Nothing is to be left out; print all the entries exactly.

::::

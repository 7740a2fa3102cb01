//! Per-operation cancellation channels.
//!
//! A [`CancellationSignal`] is held by whoever wants to cancel an operation.
//! The matching [`CancellationSlot`] travels with the operation's
//! continuation, and the device performing the operation installs a handler
//! into it. Emitting the signal calls that handler, which then completes the
//! operation early with [`Error::Aborted`](crate::error::Error::Aborted).
//!
//! Cancellation is cooperative: the continuation is still invoked exactly
//! once.
//!
//! ```
//! use std::sync::{Arc, Mutex};
//!
//! use polyio::cancel::{CancellationSignal, CancellationType};
//!
//! let signal = CancellationSignal::new();
//! let slot = signal.slot();
//! let seen = Arc::new(Mutex::new(Vec::new()));
//!
//! let s = seen.clone();
//! slot.assign(move |kind| s.lock().unwrap().push(kind));
//!
//! signal.emit(CancellationType::Terminal);
//! assert_eq!(*seen.lock().unwrap(), vec![CancellationType::Terminal]);
//! ```

use std::fmt;

use triomphe::Arc;

/// How strongly an operation is asked to stop.
#[derive(Copy, Clone, Debug, PartialEq, Eq, Hash)]
pub enum CancellationType {
    /// The operation may be left in an unspecified state; the device may not
    /// be usable afterwards.
    Terminal,
    /// The operation may have had side effects, but the device stays usable.
    Partial,
    /// The operation had no side effects at all.
    Total,
}

/// The installed handler.
type Handler = Box<dyn FnMut(CancellationType) + Send>;

/// The handler of a slot, together with a counter of changes to it.
struct Installed {
    handler: Option<Handler>,
    version: u64,
}

/// State shared between a signal and its slots.
struct SlotState {
    installed: spin::Mutex<Installed>,
}

/// The emitting side of a cancellation channel.
pub struct CancellationSignal {
    state: Arc<SlotState>,
}

impl CancellationSignal {
    /// Creates a signal with an empty slot.
    pub fn new() -> Self {
        Self {
            state: Arc::new(SlotState {
                installed: spin::Mutex::new(Installed {
                    handler: None,
                    version: 0,
                }),
            }),
        }
    }

    /// Returns the slot connected to this signal.
    pub fn slot(&self) -> CancellationSlot {
        CancellationSlot {
            state: self.state.clone(),
        }
    }

    /// Calls the handler installed in the slot, if any.
    ///
    /// The handler stays installed afterwards. The handler runs without any
    /// lock held, so it may assign or clear the slot itself.
    pub fn emit(&self, kind: CancellationType) {
        let (handler, version) = {
            let mut installed = self.state.installed.lock();
            (installed.handler.take(), installed.version)
        };

        let Some(mut handler) = handler else {
            tracing::trace!(?kind, "cancellation emitted with no handler");
            return;
        };

        tracing::debug!(?kind, "cancellation emitted");
        handler(kind);

        let mut installed = self.state.installed.lock();
        if installed.version == version {
            installed.handler = Some(handler);
        }
    }
}

impl Default for CancellationSignal {
    fn default() -> Self {
        Self::new()
    }
}

impl fmt::Debug for CancellationSignal {
    fn fmt(&self, f: &mut fmt::Formatter<'_>) -> fmt::Result {
        write!(f, "CancellationSignal({:p})", &*self.state)
    }
}

/// The receiving side of a cancellation channel.
///
/// Slots are cheap to clone. Clones refer to the same slot and compare equal.
#[derive(Clone)]
pub struct CancellationSlot {
    state: Arc<SlotState>,
}

impl CancellationSlot {
    /// Installs `handler`, replacing any previous one.
    pub fn assign<F>(&self, handler: F)
    where
        F: FnMut(CancellationType) + Send + 'static,
    {
        let mut installed = self.state.installed.lock();
        installed.handler = Some(Box::new(handler));
        installed.version += 1;
    }

    /// Removes the installed handler, if any.
    pub fn clear(&self) {
        let mut installed = self.state.installed.lock();
        installed.handler = None;
        installed.version += 1;
    }

    /// Returns `true` if a handler is installed.
    ///
    /// While [`emit`](CancellationSignal::emit) runs the handler, the slot
    /// reports no handler.
    pub fn has_handler(&self) -> bool {
        self.state.installed.lock().handler.is_some()
    }
}

impl PartialEq for CancellationSlot {
    fn eq(&self, other: &Self) -> bool {
        Arc::ptr_eq(&self.state, &other.state)
    }
}

impl Eq for CancellationSlot {}

impl fmt::Debug for CancellationSlot {
    fn fmt(&self, f: &mut fmt::Formatter<'_>) -> fmt::Result {
        write!(f, "CancellationSlot({:p})", &*self.state)
    }
}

::::

### ANSWER FOR THIS EXERCISE
repository 7740a2fa3102cb01
//! Per-operation cancellation channels.
//!
//! A [`CancellationSignal`] is held by whoever wants to cancel an operation.
//! The matching [`CancellationSlot`] travels with the operation's
//! continuation, and the device performing the operation installs a handler
//! into it. Emitting the signal calls that handler, which then completes the
//! operation early with [`Error::Aborted`](crate::error::Error::Aborted).
//!
//! Cancellation is cooperative: the continuation is still invoked exactly
//! once.
//!
//! ```
//! use std::sync::{Arc, Mutex};
//!
//! use polyio::cancel::{CancellationSignal, CancellationType};
//!
//! let signal = CancellationSignal::new();
//! let slot = signal.slot();
//! let seen = Arc::new(Mutex::new(Vec::new()));
//!
//! let s = seen.clone();
//! slot.assign(move |kind| s.lock().unwrap().push(kind));
//!
//! signal.emit(CancellationType::Terminal);
//! assert_eq!(*seen.lock().unwrap(), vec![CancellationType::Terminal]);
//! ```

use std::fmt;

use triomphe::Arc;

/// How strongly an operation is asked to stop.
#[derive(Copy, Clone, Debug, PartialEq, Eq, Hash)]
pub enum CancellationType {
    /// The operation may be left in an unspecified state; the device may not
    /// be usable afterwards.
    Terminal,
    /// The operation may have had side effects, but the device stays usable.
    Partial,
    /// The operation had no side effects at all.
    Total,
}

/// The installed handler.
type Handler = Box<dyn FnMut(CancellationType) + Send>;

/// The handler of a slot, together with a counter of changes to it.
struct Installed {
    handler: Option<Handler>,
    version: u64,
}

/// State shared between a signal and its slots.
struct SlotState {
    installed: spin::Mutex<Installed>,
}

/// The emitting side of a cancellation channel.
pub struct CancellationSignal {
    state: Arc<SlotState>,
}

impl CancellationSignal {
    /// Creates a signal with an empty slot.
    pub fn new() -> Self {
        Self {
            state: Arc::new(SlotState {
                installed: spin::Mutex::new(Installed {
                    handler: None,
                    version: 0,
                }),
            }),
        }
    }

    /// Returns the slot connected to this signal.
    pub fn slot(&self) -> CancellationSlot {
        CancellationSlot {
            state: self.state.clone(),
        }
    }

    /// Calls the handler installed in the slot, if any.
    ///
    /// The handler stays installed afterwards. The handler runs without any
    /// lock held, so it may assign or clear the slot itself.
    pub fn emit(&self, kind: CancellationType) {
        let (handler, version) = {
            let mut installed = self.state.installed.lock();
            (installed.handler.take(), installed.version)
        };

        let Some(mut handler) = handler else {
            tracing::trace!(?kind, "cancellation emitted with no handler");
            return;
        };

        tracing::debug!(?kind, "cancellation emitted");
        handler(kind);

        let mut installed = self.state.installed.lock();
        if installed.version == version {
            installed.handler = Some(handler);
        }
    }
}

impl Default for CancellationSignal {
    fn default() -> Self {
        Self::new()
    }
}

impl fmt::Debug for CancellationSignal {
    fn fmt(&self, f: &mut fmt::Formatter<'_>) -> fmt::Result {
        write!(f, "CancellationSignal({:p})", &*self.state)
    }
}

/// The receiving side of a cancellation channel.
///
/// Slots are cheap to clone. Clones refer to the same slot and compare equal.
#[derive(Clone)]
pub struct CancellationSlot {
    state: Arc<SlotState>,
}

impl CancellationSlot {
    /// Installs `handler`, replacing any previous one.
    pub fn assign<F>(&self, handler: F)
    where
        F: FnMut(CancellationType) + Send + 'static,
    {
        let mut installed = self.state.installed.lock();
        installed.handler = Some(Box::new(handler));
        installed.version += 1;
    }

    /// Removes the installed handler, if any.
    pub fn clear(&self) {
        let mut installed = self.state.installed.lock();
        installed.handler = None;
        installed.version += 1;
    }

    /// Returns `true` if a handler is installed.
    ///
    /// While [`emit`](CancellationSignal::emit) runs the handler, the slot
    /// reports no handler.
    pub fn has_handler(&self) -> bool {
        self.state.installed.lock().handler.is_some()
    }
}

impl PartialEq for CancellationSlot {
    fn eq(&self, other: &Self) -> bool {
        Arc::ptr_eq(&self.state, &other.state)
    }
}

impl Eq for CancellationSlot {}

impl fmt::Debug for CancellationSlot {
    fn fmt(&self, f: &mut fmt::Formatter<'_>) -> fmt::Result {
        write!(f, "CancellationSlot({:p})", &*self.state)
    }
}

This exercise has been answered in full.